Las agresiones contra infraestructuras críticas son un objetivo relevante por sus devastadoras consecuencias y la interconexión de las cadenas de suministro globales. Este 2022, un ciberataque contra instalaciones petroleras de Alemania, Bélgica y Holanda afectó a decenas de terminales de distribución de combustible en todo el mundo. Internet también es blanco de ataques, dado el impacto de desconectar a toda o parte de la población de un país.

La ciberguerra no se limita al sabotaje o al espionaje. Otras batallas online se libran en paralelo: injerencias en procesos electorales, desinformación e incitación a la violencia y al odio. El pasado fin de semana, Rusia restringió el acceso a sus ciudadanos a Facebook —y posteriormente a Twitter— en respuesta al bloqueo de anuncios rusos en ambas redes sociales. Bloquear plataformas extranjeras es otra táctica común, junto con los ciberdelitos económicos, como WannaCry, Emotet o NotPetya.
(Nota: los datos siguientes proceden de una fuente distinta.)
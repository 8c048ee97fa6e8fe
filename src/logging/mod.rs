//! Logging initialization with environment-based formatters
//!
//! - Production: Structured JSON logs for log aggregation
//! - Anything else: Colorful, human-readable logs

use crate::config::get_environment;
use tracing_subscriber::{fmt, layer::SubscriberExt, util::SubscriberInitExt, EnvFilter};

/// Initialize the global subscriber. `RUST_LOG` overrides the `info` default.
///
/// Logs go to stderr so stdout stays free for command output.
pub fn init_logging() {
    let env_filter = EnvFilter::try_from_default_env().unwrap_or_else(|_| EnvFilter::new("info"));

    if is_production(&get_environment()) {
        tracing_subscriber::registry()
            .with(env_filter)
            .with(
                fmt::layer()
                    .json()
                    .with_target(true)
                    .with_file(true)
                    .with_line_number(true)
                    .with_writer(std::io::stderr),
            )
            .init();
    } else {
        tracing_subscriber::registry()
            .with(env_filter)
            .with(
                fmt::layer()
                    .with_target(true)
                    .with_ansi(true)
                    .with_writer(std::io::stderr),
            )
            .init();
    }
}

pub fn is_production(environment: &str) -> bool {
    matches!(environment, "production" | "prod")
}
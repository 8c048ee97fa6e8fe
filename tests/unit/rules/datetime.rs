//! Unit tests for timestamp parsing and the seconds-component difference

use chrono::{NaiveDate, NaiveDateTime};
use junkfilter::rules::datetime::{parse_datetime, seconds_component};

fn at(y: i32, mo: u32, d: u32, h: u32, mi: u32, s: u32) -> NaiveDateTime {
    NaiveDate::from_ymd_opt(y, mo, d)
        .unwrap()
        .and_hms_opt(h, mi, s)
        .unwrap()
}

#[test]
fn test_parses_common_formats() {
    let expected = at(2017, 6, 1, 10, 20, 37);
    assert_eq!(parse_datetime("2017-06-01 10:20:37"), Some(expected));
    assert_eq!(parse_datetime("2017-06-01T10:20:37"), Some(expected));
    assert_eq!(parse_datetime("06/01/2017 10:20:37"), Some(expected));
    assert_eq!(parse_datetime("06/01/2017 10:20:37 AM"), Some(expected));
    assert_eq!(parse_datetime("  2017-06-01 10:20:37  "), Some(expected));
}

#[test]
fn test_parses_fractional_seconds_and_bare_dates() {
    let parsed = parse_datetime("2017-06-01 10:20:37.250").unwrap();
    assert_eq!(parsed.and_utc().timestamp(), at(2017, 6, 1, 10, 20, 37).and_utc().timestamp());
    assert_eq!(parse_datetime("2017-06-01"), Some(at(2017, 6, 1, 0, 0, 0)));
    assert_eq!(parse_datetime("06/01/2017"), Some(at(2017, 6, 1, 0, 0, 0)));
}

#[test]
fn test_rfc3339_inputs_compare_consistently() {
    let a = parse_datetime("2020-01-01T00:00:10Z").unwrap();
    let b = parse_datetime("2020-01-01T01:00:00+01:00").unwrap();
    assert_eq!(seconds_component(a, b), 10);
}

#[test]
fn test_rejects_garbage() {
    assert_eq!(parse_datetime(""), None);
    assert_eq!(parse_datetime("   "), None);
    assert_eq!(parse_datetime("yesterday"), None);
    assert_eq!(parse_datetime("2017-13-45 10:00:00"), None);
    assert_eq!(parse_datetime("42"), None);
}

#[test]
fn test_seconds_component_discards_larger_units() {
    let rule = at(2020, 1, 1, 0, 0, 0);
    assert_eq!(seconds_component(at(2020, 1, 1, 0, 2, 5), rule), 5);
    assert_eq!(seconds_component(at(2020, 1, 3, 7, 0, 0), rule), 0);
    assert_eq!(seconds_component(at(2020, 1, 1, 0, 0, 59), rule), 59);
}

#[test]
fn test_seconds_component_keeps_sign() {
    let rule = at(2020, 1, 1, 0, 0, 0);
    // -1m 30s
    assert_eq!(seconds_component(at(2019, 12, 31, 23, 58, 30), rule), -30);
    let rule_with_fraction = at(2020, 1, 1, 0, 1, 30) + chrono::Duration::milliseconds(500);
    // -90.5s truncates toward zero before taking the seconds field
    assert_eq!(seconds_component(at(2020, 1, 1, 0, 0, 0), rule_with_fraction), -30);
}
España no es ajena a todo ello, ni como víctima ni como verdugo. Hay países donde los cibercriminales lo tienen más fácil. Rusia, China, Irán y otros están en la lista de los considerados como refugios seguros, donde los piratas informáticos pueden actuar con impunidad si no atacan a sus respectivos gobiernos. Ello facilita un tipo de amenaza más agresiva porque no tienen que seguir ninguna de las reglas que se aplican a los Estados nación rivales.

En este contexto parece que estamos vendidos. Que solo queda rezar. Al contrario: hay mucho que hacer para protegerse y mitigar el impacto de los ciberataques. Primero, asumir que convivimos con ellos permanentemente y planificar tratando de anticiparse. Limitar el acceso a los mercados digitales a los actores que no cumplan con los mecanismos de seguridad acordados. Formalizar la notificación de actividades maliciosas y obligar a eliminar la infraestructura utilizada por los ciberatacantes. Prohibir la participación en injerencias electorales. Aplicar al ciberespacio el principio de defensa colectiva de la OTAN. Controlar la venta de herramientas que puedan neutralizar la ciberdefensa. Una planificación industrial que garantice la producción propia de tecnologías críticas para la seguridad nacional. Apoyar tecnologías y estándares abiertos que eviten depender de pocos proveedores. Desconectar equipos críticos, si es la única manera de protegerlos.

Por último, es necesaria una alfabetización masiva en ciberseguridad; fijar un mínimo para el gasto en ciberdefensa en cada país, obligatorio y sujeto a sanciones, y cambiar la perspectiva de que asegurar la infraestructura crítica es caro y no se traduce en votos. Ya no hablamos de prevenir riesgos hipotéticos. Hipotética era una pandemia de coronavirus en 2020. Ahora, vayan y pregunten a los líderes mundiales si habrían invertido en sistemas y equipamiento para prepararse para ello.

Esther Paniagua es periodista especializada en tecnología, profesora y autora de Error 404. ¿Preparados para un mundo sin internet? (Debate).